Why can’t they build a road that lasts?

Sometimes we think the entire road paving industry must be an elaborate worldwide scam. How else can we explain the fact that after approximately one century of building modern asphalt and cement roads for vehicular traffic, throughout the known world, they still build them to last for just ten or fifteen years (and that’s being optimistic)? After that (and it often seems to happen far more frequently than every ten or fifteen years in some places we could mention), they have to be resurfaced. At great cost to the public in taxes and lost productivity, resulting from sitting in endless lanes of non-mobile traffic on the 401, among others.

Have there really been no advances in road-building technology? Must we really repave our roads endlessly because of potholes and cracks? Can’t they figure out a way, after all their decades of experience, in every conceivable terrain and climate, to build a road that won’t crack, or heave, or crumble before the work crews have left the site? What gives?

Here in Toronto, the conventional wisdom is that the climate is to blame for our road woes, with the thaw-freeze cycle, the hot summers, the snow, the ice, the salt, the ploughs. But guess where the worst roads in the United States are for potholes? California, that’s where. San Jose, Los Angeles, the Bay Area of San Francisco, San Diego, Sacramento. Five of the worst cities in America for potholes are in sunny California. New Orleans, well known for its harsh winter climate, is in the top ten as well. The only really northern city on the US list is New York.

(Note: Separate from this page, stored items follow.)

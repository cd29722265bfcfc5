//! # kas-wallet
//!
//! Treasury wallet for Kaspa: fetches the treasury's unspent outputs,
//! selects inputs largest-first, builds payment and change outputs, signs
//! every input with Schnorr and submits the transaction.
//!
//! The wallet performs no retries and no UTXO reservation. Callers that need
//! exactly-once spending must serialize sends per source address.

pub mod amount;
pub mod config;
pub mod error;
pub mod selection;
pub mod wallet;

#[cfg(test)]
mod tests;

pub use amount::{format_sompi, parse_kas, SOMPI_PER_KAS};
pub use config::{FeePolicy, TreasuryConfig, WalletConfig};
pub use error::WalletError;
pub use selection::{select_utxos, Selection};
pub use wallet::{BuiltTransaction, TreasuryWallet};
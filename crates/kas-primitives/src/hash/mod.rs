//! Domain-separated hashing for the Kaspa protocol.
//!
//! Kaspa computes transaction hashes with BLAKE2b-256 where the BLAKE2b
//! *key* parameter is set to an ASCII domain string such as
//! `TransactionSigningHash`. Every intermediate sub-hash and the final
//! signature hash share the same domain.

use blake2b_simd::{Params, State};

/// Output size of every domain hash, in bytes.
pub const HASH_SIZE: usize = 32;

/// The all-zero hash, used as the payload hash of payload-free transactions.
pub const ZERO_HASH: [u8; HASH_SIZE] = [0u8; HASH_SIZE];

/// Domain key for signature hashes and their sub-hashes.
pub const TRANSACTION_SIGNING_DOMAIN: &[u8] = b"TransactionSigningHash";

/// Domain key for transaction identifiers.
pub const TRANSACTION_ID_DOMAIN: &[u8] = b"TransactionID";

/// A reusable BLAKE2b-256 configuration keyed with a domain string.
///
/// Built once and shared; each call to [`DomainHasher::hash`] or
/// [`DomainHasher::begin`] starts from a fresh state under the same key.
#[derive(Clone, Debug)]
pub struct DomainHasher {
    params: Params,
}

impl DomainHasher {
    /// Create a hasher keyed with the given domain string.
    ///
    /// # Arguments
    /// * `domain` - ASCII domain key, at most 64 bytes.
    pub fn new(domain: &[u8]) -> Self {
        let mut params = Params::new();
        params.hash_length(HASH_SIZE).key(domain);
        DomainHasher { params }
    }

    /// The hasher for `TransactionSigningHash`.
    pub fn transaction_signing() -> Self {
        Self::new(TRANSACTION_SIGNING_DOMAIN)
    }

    /// The hasher for `TransactionID`.
    pub fn transaction_id() -> Self {
        Self::new(TRANSACTION_ID_DOMAIN)
    }

    /// Hash `data` in one shot.
    ///
    /// # Returns
    /// The 32-byte keyed digest.
    pub fn hash(&self, data: &[u8]) -> [u8; HASH_SIZE] {
        let mut state = self.begin();
        state.update(data);
        finalize(&state)
    }

    /// Start an incremental hash under this hasher's domain.
    pub fn begin(&self) -> State {
        self.params.to_state()
    }
}

/// Finish an incremental hash started with [`DomainHasher::begin`].
pub fn finalize(state: &State) -> [u8; HASH_SIZE] {
    let mut out = [0u8; HASH_SIZE];
    out.copy_from_slice(state.finalize().as_bytes());
    out
}

/// Compute the `TransactionSigningHash` digest of `data`.
pub fn transaction_signing_hash(data: &[u8]) -> [u8; HASH_SIZE] {
    DomainHasher::transaction_signing().hash(data)
}
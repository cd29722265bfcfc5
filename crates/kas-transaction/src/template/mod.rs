//! Script templates for standard transaction types.
//!
//! Provides the `UnlockingScriptTemplate` trait and a pay-to-pubkey
//! implementation that produces Schnorr signature scripts.

pub mod p2pk;

use crate::sighash::SighashCache;
use crate::transaction::Transaction;
use crate::utxo::UtxoEntry;
use crate::TransactionError;

/// Trait for script templates that produce signature scripts.
///
/// The `sign` method receives the transaction, the spent entries and the
/// input index, computes the signature hash, signs it, and returns the
/// signature script for that input.
pub trait UnlockingScriptTemplate {
    /// Produce a signature script for the given input.
    ///
    /// # Arguments
    /// * `tx` - The transaction being signed.
    /// * `entries` - Spent UTXO entries, one per input.
    /// * `input_index` - The index of the input to sign.
    /// * `cache` - Sub-hashes shared by all inputs of `tx`.
    ///
    /// # Returns
    /// The signature script bytes, or an error on failure.
    fn sign(
        &self,
        tx: &Transaction,
        entries: &[UtxoEntry],
        input_index: usize,
        cache: &SighashCache,
    ) -> Result<Vec<u8>, TransactionError>;

    /// Byte length of the signature script this template produces.
    fn estimate_length(&self) -> usize;
}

We see a glimmer of hope in a recent report from the OECD into the matter of road surfaces. Called “Long-Life Surfaces for Busy Roads,” the study describes two road- surfacing techniques that should be considered. One, called Epoxy Asphalt, has already shown that it outperforms other road surfaces. It lasts forty years! In fact, the report states, Epoxy Asphalt was first tried in San Francisco forty years ago and is “still meeting performance requirements.”

This Epoxy Asphalt is a “premium” material, so it costs. But the OECD report finds that the additional up-front cost, two to three times that of conventional road surfaces, can be offset by the extended life span: they target thirty years as the new norm for road surfaces. Imagine not having to deal with road work on the 401 for thirty years!

This wonder-asphalt seems to do it all—it’s more resistant to rutting, low-temperature cracking, surface abrasion, fatigue cracking, water damage, oxidation. All the problems that cause roads to fall apart, it solves. Is anybody in Toronto looking into this? And if the cost is prohibitive, why can’t they find a way to make it cost effective?

Not that it will solve the problem, but the CAA is running its Worst Roads campaign again. They want people to tell them about the worst road in Ontario. It can qualify as “worst” road because of congestion, potholes, poor signage, traffic light issues, pedestrian safety issues—pretty much anything that makes it a terrible road to drive on.

The CAA says their campaigns have made a difference over the years in “creating awareness” about infrastructure problems. “When the public speaks, governments listen and the Worst Roads campaign provides a way for the public to make its concerns known about our growing infrastructure debt,” said Rob Bradford, Executive Director, Ontario Road Builders’ Association (ORBA).

His organization expressed satisfaction that the provincial budget that came down last Tuesday was mainly “positive” with respect to infrastructure funding. The budget provides for a 12 per cent increase in the Provincial Highways Budget over last year’s. The highways are set to receive $2.398 billion this time.